[Records to process]
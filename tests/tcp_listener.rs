#![allow(clippy::unwrap_used, clippy::expect_used)]
//! The TCP listener end to end over loopback.

mod common;

use std::time::Duration;

use common::*;
use host_connect::config::HostConnectConfig;
use host_connect::transport::serve_listener;
use tokio::io::AsyncReadExt;
use tokio::net::{TcpListener, TcpStream};
use tokio::sync::mpsc;

async fn start(
    harness: &Harness,
) -> (
    std::net::SocketAddr,
    mpsc::Sender<()>,
    tokio::task::JoinHandle<host_connect::Result<()>>,
) {
    let listener = TcpListener::bind("127.0.0.1:0").await.unwrap();
    let addr = listener.local_addr().unwrap();
    let (shutdown_tx, shutdown_rx) = mpsc::channel(1);
    let server = tokio::spawn(serve_listener(listener, harness.ctx.clone(), shutdown_rx));
    (addr, shutdown_tx, server)
}

#[tokio::test]
async fn test_shutdown_disconnects_registered_hosts() {
    let harness = Harness::with_config(HostConnectConfig::default_with_overrides(|c| {
        c.server.shutdown_timeout = Duration::from_secs(2);
    }));
    let (addr, shutdown_tx, server) = start(&harness).await;

    let mut host = TcpStream::connect(addr).await.unwrap();
    authenticate(&mut host, &signing_key(40), "Agent1").await;
    let registry = harness.ctx.registry.clone();
    wait_until(|| registry.len() == 1).await;

    shutdown_tx.send(()).await.unwrap();
    server.await.unwrap().unwrap();

    assert!(read_until_closed(&mut host).await.is_empty());
    assert!(registry.is_empty());
    assert_eq!(harness.ctx.metrics.snapshot().connections_active, 0);
}

#[tokio::test]
async fn test_connection_limit_refuses_extra_hosts() {
    let harness = Harness::with_config(HostConnectConfig::default_with_overrides(|c| {
        c.server.max_connections = 1;
    }));
    let (addr, _shutdown_tx, _server) = start(&harness).await;

    let mut first = TcpStream::connect(addr).await.unwrap();
    read_challenge(&mut first).await;

    let mut second = TcpStream::connect(addr).await.unwrap();
    let mut buf = Vec::new();
    tokio::time::timeout(Duration::from_secs(5), second.read_to_end(&mut buf))
        .await
        .expect("refused socket should close")
        .unwrap();
    assert!(buf.is_empty());
    assert_eq!(harness.ctx.metrics.snapshot().connections_refused, 1);
}

#[tokio::test]
async fn test_handshake_finishing_during_shutdown_is_closed() {
    let harness = Harness::with_config(HostConnectConfig::default_with_overrides(|c| {
        c.server.shutdown_timeout = Duration::from_secs(5);
    }));
    let (addr, shutdown_tx, server) = start(&harness).await;
    let registry = harness.ctx.registry.clone();

    let mut host = TcpStream::connect(addr).await.unwrap();
    let challenge = read_challenge(&mut host).await;

    shutdown_tx.send(()).await.unwrap();
    wait_until(|| registry.is_closed()).await;

    let key = signing_key(41);
    send_response(&mut host, &permanent_response(&key, &challenge, "Agent1")).await;

    tokio::time::timeout(Duration::from_secs(3), server)
        .await
        .expect("server should not wait for the shutdown timeout")
        .unwrap()
        .unwrap();
    assert!(read_until_closed(&mut host).await.is_empty());
    assert!(registry.is_empty());
    assert_eq!(harness.ctx.metrics.snapshot().handshakes_success, 1);
}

[Problem statement]
A verbatim copy of all the entries is the expected result.

[Finished exercise]
filename tests/tcp_listener.rs
#![allow(clippy::unwrap_used, clippy::expect_used)]
//! The TCP listener end to end over loopback.

mod common;

use std::time::Duration;

use common::*;
use host_connect::config::HostConnectConfig;
use host_connect::transport::serve_listener;
use tokio::io::AsyncReadExt;
use tokio::net::{TcpListener, TcpStream};
use tokio::sync::mpsc;

async fn start(
    harness: &Harness,
) -> (
    std::net::SocketAddr,
    mpsc::Sender<()>,
    tokio::task::JoinHandle<host_connect::Result<()>>,
) {
    let listener = TcpListener::bind("127.0.0.1:0").await.unwrap();
    let addr = listener.local_addr().unwrap();
    let (shutdown_tx, shutdown_rx) = mpsc::channel(1);
    let server = tokio::spawn(serve_listener(listener, harness.ctx.clone(), shutdown_rx));
    (addr, shutdown_tx, server)
}

#[tokio::test]
async fn test_shutdown_disconnects_registered_hosts() {
    let harness = Harness::with_config(HostConnectConfig::default_with_overrides(|c| {
        c.server.shutdown_timeout = Duration::from_secs(2);
    }));
    let (addr, shutdown_tx, server) = start(&harness).await;

    let mut host = TcpStream::connect(addr).await.unwrap();
    authenticate(&mut host, &signing_key(40), "Agent1").await;
    let registry = harness.ctx.registry.clone();
    wait_until(|| registry.len() == 1).await;

    shutdown_tx.send(()).await.unwrap();
    server.await.unwrap().unwrap();

    assert!(read_until_closed(&mut host).await.is_empty());
    assert!(registry.is_empty());
    assert_eq!(harness.ctx.metrics.snapshot().connections_active, 0);
}

#[tokio::test]
async fn test_connection_limit_refuses_extra_hosts() {
    let harness = Harness::with_config(HostConnectConfig::default_with_overrides(|c| {
        c.server.max_connections = 1;
    }));
    let (addr, _shutdown_tx, _server) = start(&harness).await;

    let mut first = TcpStream::connect(addr).await.unwrap();
    read_challenge(&mut first).await;

    let mut second = TcpStream::connect(addr).await.unwrap();
    let mut buf = Vec::new();
    tokio::time::timeout(Duration::from_secs(5), second.read_to_end(&mut buf))
        .await
        .expect("refused socket should close")
        .unwrap();
    assert!(buf.is_empty());
    assert_eq!(harness.ctx.metrics.snapshot().connections_refused, 1);
}

#[tokio::test]
async fn test_handshake_finishing_during_shutdown_is_closed() {
    let harness = Harness::with_config(HostConnectConfig::default_with_overrides(|c| {
        c.server.shutdown_timeout = Duration::from_secs(5);
    }));
    let (addr, shutdown_tx, server) = start(&harness).await;
    let registry = harness.ctx.registry.clone();

    let mut host = TcpStream::connect(addr).await.unwrap();
    let challenge = read_challenge(&mut host).await;

    shutdown_tx.send(()).await.unwrap();
    wait_until(|| registry.is_closed()).await;

    let key = signing_key(41);
    send_response(&mut host, &permanent_response(&key, &challenge, "Agent1")).await;

    tokio::time::timeout(Duration::from_secs(3), server)
        .await
        .expect("server should not wait for the shutdown timeout")
        .unwrap()
        .unwrap();
    assert!(read_until_closed(&mut host).await.is_empty());
    assert!(registry.is_empty());
    assert_eq!(harness.ctx.metrics.snapshot().handshakes_success, 1);
}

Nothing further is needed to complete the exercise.